Hilda of Whitby (by Peter Levenstrong)
Peter replied to Jesus, “Look, we have left everything and followed you. What then will we have?” Jesus said to his disciples, “…Everyone who has left houses or brothers or sisters or father or mother or children or fields, for my name’s sake, will receive a hundredfold, and will inherit eternal life.”
During my last year in college, just as I was beginning my own faith journey, I learned about the Episcopal Service Corps (ESC). It became a transformational yearlong journey of community living, reflection, prayer, and work in service of the city I had been transplanted to: St. Louis, MO. There were seven of us. living and praying together, sharing meals. Each of us, though, went out individually into the world to the nonprofits to which we had been assigned. We followed a Benedictine rule of life, and you wouldn’t be mistaken for noticing the parallels between the communal living arrangements of our service corps program and the ancient monastic traditions of the church.
Today’s saint, Hilda of Whitby, had a profound impact on these very traditions. She was abbess at several monastic communities throughout her life, and was instrumental in the Christianisation of Anglo-Saxon England during her life in the 7th Century. Until her death on November 18, 680 AD, she was consulted frequently by kings and other powerful figures, seeking her for her renowned wisdom.
Today, one of the Episcopal Service Corps program houses is named after Hilda of Whitby – St. Hilda’s House in New Haven, CT. Although I was not part of that program, I’ve since gotten to know that program well, admiring St. Hilda through the lens of her ongoing legacy in the Episcopal Church. Every year, a new group of young adults joins the Episcopal Service Corps seeking wisdom and experience in service, prayer, and community.
The connection between wisdom and monasticism is one that endures, and is worth exploring. For as long as there’s been a tradition of monasticism in Christianity, Christians have revered monastics as people with a particular access to wisdom that eludes the rest of us worldly folk. Many would say that this wisdom is at least partially what Jesus is talking about in the above quote from Matthew chapter 19, which commemorates St. Hilda.

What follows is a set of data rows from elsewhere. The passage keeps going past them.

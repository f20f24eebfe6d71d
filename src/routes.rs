use async_trait::async_trait;
use axum::{
    Json, Router,
    extract::{FromRequestParts, Path, Query, State},
    http::{StatusCode, header::SET_COOKIE, request::Parts},
    response::IntoResponse,
    routing::{get, post},
};
use serde::Deserialize;
use serde_json::json;
use std::sync::Arc;
use tower_http::trace::TraceLayer;

use crate::error::AppError;
use crate::models::{
    Book, BookForm, LoginForm, NoteForm, Session, SessionUser, SignupForm, shelves,
};
use crate::services::books::BookService;
use crate::services::session::SessionManager;

#[derive(Clone)]
pub struct AppState {
    pub books: BookService,
    pub sessions: Arc<SessionManager>,
}

/// The signed-in user of the current request. Rejects with 401 when absent.
pub struct CurrentSession(pub Session);

#[async_trait]
impl FromRequestParts<AppState> for CurrentSession {
    type Rejection = AppError;

    async fn from_request_parts(parts: &mut Parts, state: &AppState) -> Result<Self, Self::Rejection> {
        state
            .sessions
            .read_session(&parts.headers)
            .map(CurrentSession)
            .ok_or(AppError::Unauthorized)
    }
}

#[derive(Debug, Deserialize)]
pub struct SearchParams {
    #[serde(default)]
    q: String,
}

pub fn app(state: AppState) -> Router {
    Router::new()
        .route("/health", get(health_check))
        .route("/books", get(list_books).post(create_book))
        .route(
            "/books/:id",
            get(get_book).patch(update_book).delete(delete_book),
        )
        .route("/books/:id/notes", post(add_note))
        .route("/login", post(login))
        .route("/signup", post(signup))
        .route("/logout", post(logout))
        .route("/session", get(current_session))
        .with_state(state)
        .layer(TraceLayer::new_for_http())
}

async fn health_check() -> &'static str {
    "OK"
}

async fn list_books(
    State(state): State<AppState>,
    CurrentSession(_session): CurrentSession,
    Query(params): Query<SearchParams>,
) -> Result<Json<serde_json::Value>, AppError> {
    let books = state.books.list(&params.q).await?;
    Ok(Json(json!({
        "shelves": shelves(&books),
        "books": books,
        "q": params.q,
    })))
}

async fn get_book(
    State(state): State<AppState>,
    CurrentSession(_session): CurrentSession,
    Path(id): Path<String>,
) -> Result<Json<Book>, AppError> {
    state.books.get(&id).await?.map(Json).ok_or(AppError::NotFound)
}

async fn create_book(
    State(state): State<AppState>,
    CurrentSession(session): CurrentSession,
    Json(form): Json<BookForm>,
) -> Result<(StatusCode, Json<Book>), AppError> {
    let book = state.books.create(&form).await?;
    tracing::debug!(uid = %session.uid, book_id = %book.id, "created by");
    Ok((StatusCode::CREATED, Json(book)))
}

async fn update_book(
    State(state): State<AppState>,
    CurrentSession(_session): CurrentSession,
    Path(id): Path<String>,
    Json(form): Json<BookForm>,
) -> Result<Json<Book>, AppError> {
    state.books.update(&id, &form).await?;
    state.books.get(&id).await?.map(Json).ok_or(AppError::NotFound)
}

async fn delete_book(
    State(state): State<AppState>,
    CurrentSession(_session): CurrentSession,
    Path(id): Path<String>,
) -> Result<StatusCode, AppError> {
    state.books.remove(&id).await?;
    Ok(StatusCode::NO_CONTENT)
}

async fn add_note(
    State(state): State<AppState>,
    CurrentSession(_session): CurrentSession,
    Path(id): Path<String>,
    Json(form): Json<NoteForm>,
) -> Result<Json<serde_json::Value>, AppError> {
    let notes = state.books.append_note(&id, form.note.as_deref()).await?;
    Ok(Json(json!({ "id": id, "notes": notes })))
}

async fn login(
    State(state): State<AppState>,
    Json(form): Json<LoginForm>,
) -> Result<impl IntoResponse, AppError> {
    let (session, cookie) = state.sessions.login(&form).await?;
    Ok(([(SET_COOKIE, cookie)], Json(SessionUser::from(&session))))
}

async fn signup(
    State(state): State<AppState>,
    Json(form): Json<SignupForm>,
) -> Result<impl IntoResponse, AppError> {
    let (session, cookie) = state.sessions.signup(&form).await?;
    Ok((
        StatusCode::CREATED,
        [(SET_COOKIE, cookie)],
        Json(SessionUser::from(&session)),
    ))
}

async fn logout(State(state): State<AppState>) -> Result<impl IntoResponse, AppError> {
    let cookie = state.sessions.destroy_session()?;
    Ok(([(SET_COOKIE, cookie)], StatusCode::NO_CONTENT))
}

async fn current_session(CurrentSession(session): CurrentSession) -> Json<SessionUser> {
    Json(SessionUser::from(&session))
}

This hundredfold reward does not come easily, but by way of renouncing siblings, parents, children, and property. Yet, the reward is greater: heavenly wisdom, which cannot be bought and has been with God since the beginning of time. Such wisdom comes only through hard-won experience.
Perhaps the point is that we must be free of worldly trappings in order to clear our mind & desires; perhaps it refers to the way that wisdom must be accumulated slowly, through prayer and deep focus. Perhaps again it simply is a fact that one must remove themselves from the drama of the worldly existence in order to perceive it more clearly. An outsider’s perspective is often the most accurate.
Today, we venerate St. Hilda for her wisdom, and the way in which she shared it with those of us non-monastics who seek it. May it help us all to find a deeper, more lasting peace.